[Records excerpted from a collection]
• • • • • • •

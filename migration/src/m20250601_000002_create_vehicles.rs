use sea_orm_migration::{prelude::*, schema::*};

#[derive(DeriveMigrationName)]
pub struct Migration;

#[async_trait::async_trait]
impl MigrationTrait for Migration {
    async fn up(&self, manager: &SchemaManager) -> Result<(), DbErr> {
        // CreatedBy is a weak back-reference to the creating agent/admin,
        // deliberately without a foreign key: deleting a user must not
        // cascade to the listings they created.
        manager
            .create_table(
                Table::create()
                    .table(Vehicle::Table)
                    .if_not_exists()
                    .col(uuid(Vehicle::Id).primary_key())
                    .col(string_len(Vehicle::Title, 200).not_null())
                    .col(string_len(Vehicle::Category, 50).not_null())
                    .col(double(Vehicle::PricePerDay).not_null())
                    .col(json(Vehicle::Features).not_null())
                    .col(json(Vehicle::ImageUrls).not_null())
                    .col(timestamp_with_time_zone(Vehicle::AvailableFrom).not_null())
                    .col(timestamp_with_time_zone(Vehicle::AvailableTo).not_null())
                    .col(string_len(Vehicle::Location, 100).not_null())
                    .col(uuid(Vehicle::CreatedBy).not_null())
                    .col(timestamp_with_time_zone(Vehicle::CreatedAt).not_null())
                    .col(timestamp_with_time_zone(Vehicle::UpdatedAt).not_null())
                    .to_owned(),
            )
            .await
    }

    async fn down(&self, manager: &SchemaManager) -> Result<(), DbErr> {
        manager
            .drop_table(Table::drop().table(Vehicle::Table).to_owned())
            .await
    }
}

#[derive(DeriveIden)]
pub enum Vehicle {
    Table,
    Id,
    Title,
    Category,
    PricePerDay,
    Features,
    ImageUrls,
    AvailableFrom,
    AvailableTo,
    Location,
    CreatedBy,
    CreatedAt,
    UpdatedAt,
}
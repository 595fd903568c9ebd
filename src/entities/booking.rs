use sea_orm::entity::prelude::*;
use serde::{Deserialize, Serialize};

/// Booking lifecycle. PENDING is the initial state; CONFIRMED and CANCELLED
/// are set by the owning agent or an admin; COMPLETED is reached through
/// payment finalization. Status writes are unconditional, there is no
/// transition table.
#[derive(Debug, Clone, Copy, PartialEq, Eq, Hash, EnumIter, DeriveActiveEnum, Serialize, Deserialize)]
#[sea_orm(rs_type = "String", db_type = "String(StringLen::N(20))")]
#[serde(rename_all = "SCREAMING_SNAKE_CASE")]
pub enum BookingStatus {
    #[sea_orm(string_value = "PENDING")]
    Pending,
    #[sea_orm(string_value = "CONFIRMED")]
    Confirmed,
    #[sea_orm(string_value = "CANCELLED")]
    Cancelled,
    #[sea_orm(string_value = "COMPLETED")]
    Completed,
}

#[derive(Clone, Debug, PartialEq, DeriveEntityModel, Serialize, Deserialize)]
#[sea_orm(table_name = "booking")]
pub struct Model {
    #[sea_orm(primary_key, auto_increment = false)]
    pub id: Uuid,
    pub user_id: Uuid,
    pub vehicle_id: Uuid,
    pub start_date: DateTimeWithTimeZone,
    pub end_date: DateTimeWithTimeZone,
    pub status: BookingStatus,
    pub total_price: Option<f64>,
    pub created_at: DateTimeWithTimeZone,
}

#[derive(Copy, Clone, Debug, EnumIter, DeriveRelation)]
pub enum Relation {
    #[sea_orm(
        belongs_to = "super::user::Entity",
        from = "Column::UserId",
        to = "super::user::Column::Id"
    )]
    User,
    #[sea_orm(
        belongs_to = "super::vehicle::Entity",
        from = "Column::VehicleId",
        to = "super::vehicle::Column::Id"
    )]
    Vehicle,
    #[sea_orm(has_many = "super::payment::Entity")]
    Payments,
}

impl Related<super::user::Entity> for Entity {
    fn to() -> RelationDef {
        Relation::User.def()
    }
}

impl Related<super::vehicle::Entity> for Entity {
    fn to() -> RelationDef {
        Relation::Vehicle.def()
    }
}

impl Related<super::payment::Entity> for Entity {
    fn to() -> RelationDef {
        Relation::Payments.def()
    }
}

impl ActiveModelBehavior for ActiveModel {}
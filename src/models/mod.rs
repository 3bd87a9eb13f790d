use chrono::{DateTime, NaiveDate, NaiveTime, Utc};
use serde::{Deserialize, Serialize};

#[derive(Debug, Clone, Copy, PartialEq, Eq, Serialize, Deserialize)]
#[serde(rename_all = "lowercase")]
pub enum AiProvider {
    Gemini,
    Openai,
}

/// Bring-your-own-key AI configuration; lives only in the local store.
#[derive(Debug, Clone, PartialEq, Serialize, Deserialize)]
#[serde(rename_all = "camelCase")]
pub struct AiConfig {
    pub provider: AiProvider,
    pub api_key: String,
    pub model: String,
}

#[derive(Debug, Clone, Copy, PartialEq, Eq, Serialize, Deserialize)]
#[serde(rename_all = "lowercase")]
pub enum ChatRole {
    User,
    Assistant,
}

#[derive(Debug, Clone, PartialEq, Serialize, Deserialize)]
#[serde(rename_all = "camelCase")]
pub struct Message {
    pub id: String,
    pub role: ChatRole,
    pub content: String,
    pub timestamp: DateTime<Utc>,
    #[serde(skip_serializing_if = "Option::is_none")]
    pub images: Option<Vec<String>>,
}

#[derive(Debug, Clone, PartialEq, Serialize, Deserialize)]
#[serde(rename_all = "camelCase")]
pub struct ChatSession {
    pub id: String,
    pub title: String,
    pub messages: Vec<Message>,
    pub created_at: DateTime<Utc>,
    pub updated_at: DateTime<Utc>,
}

/// Both dates are kept so either one can re-derive the other; the week/day
/// pair is a convenience snapshot from the last write.
#[derive(Debug, Clone, Default, PartialEq, Serialize, Deserialize)]
#[serde(rename_all = "camelCase")]
pub struct PregnancyInfo {
    #[serde(skip_serializing_if = "Option::is_none")]
    pub due_date: Option<NaiveDate>,
    #[serde(skip_serializing_if = "Option::is_none")]
    pub last_period_date: Option<NaiveDate>,
    #[serde(skip_serializing_if = "Option::is_none")]
    pub current_week: Option<u32>,
    #[serde(skip_serializing_if = "Option::is_none")]
    pub current_day: Option<u32>,
}

#[derive(Debug, Clone, PartialEq, Serialize, Deserialize)]
#[serde(rename_all = "camelCase")]
pub struct BabyRecord {
    pub id: String,
    pub date: NaiveDate,
    /// kg
    #[serde(skip_serializing_if = "Option::is_none")]
    pub weight: Option<f64>,
    /// cm
    #[serde(skip_serializing_if = "Option::is_none")]
    pub height: Option<f64>,
    /// cm
    #[serde(skip_serializing_if = "Option::is_none")]
    pub head_circumference: Option<f64>,
    #[serde(skip_serializing_if = "Option::is_none")]
    pub notes: Option<String>,
}

#[derive(Debug, Clone, Copy, PartialEq, Eq, Serialize, Deserialize)]
#[serde(rename_all = "lowercase")]
pub enum FeedingType {
    Breastfeed,
    Formula,
    Mixed,
}

#[derive(Debug, Clone, Copy, PartialEq, Eq, Serialize, Deserialize)]
#[serde(rename_all = "lowercase")]
pub enum FeedingSide {
    Left,
    Right,
    Both,
}

#[derive(Debug, Clone, PartialEq, Serialize, Deserialize)]
#[serde(rename_all = "camelCase")]
pub struct FeedingRecord {
    pub id: String,
    pub date: NaiveDate,
    pub time: NaiveTime,
    #[serde(rename = "type")]
    pub feeding_type: FeedingType,
    /// minutes
    #[serde(skip_serializing_if = "Option::is_none")]
    pub duration: Option<u32>,
    /// ml
    #[serde(skip_serializing_if = "Option::is_none")]
    pub amount: Option<u32>,
    #[serde(skip_serializing_if = "Option::is_none")]
    pub side: Option<FeedingSide>,
    #[serde(skip_serializing_if = "Option::is_none")]
    pub notes: Option<String>,
}

#[derive(Debug, Clone, Copy, PartialEq, Eq, Serialize, Deserialize)]
#[serde(rename_all = "lowercase")]
pub enum DiaperType {
    Wet,
    Dirty,
    Both,
}

#[derive(Debug, Clone, PartialEq, Serialize, Deserialize)]
#[serde(rename_all = "camelCase")]
pub struct DiaperRecord {
    pub id: String,
    pub date: NaiveDate,
    pub time: NaiveTime,
    #[serde(rename = "type")]
    pub diaper_type: DiaperType,
    #[serde(skip_serializing_if = "Option::is_none")]
    pub notes: Option<String>,
}

#[derive(Debug, Clone, PartialEq, Serialize, Deserialize)]
#[serde(rename_all = "camelCase")]
pub struct VaccineRecord {
    pub id: String,
    pub name: String,
    pub scheduled_date: NaiveDate,
    #[serde(skip_serializing_if = "Option::is_none")]
    pub completed_date: Option<NaiveDate>,
    #[serde(skip_serializing_if = "Option::is_none")]
    pub notes: Option<String>,
}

• • • • • • •

■ **PROBLEM STATEMENT**
Which lines hold the string "filename"? Copy all of them from the data above.

■ **THE ANSWER**
filename migration/src/m20250601_000002_create_vehicles.rs
filename src/entities/booking.rs
filename src/models/mod.rs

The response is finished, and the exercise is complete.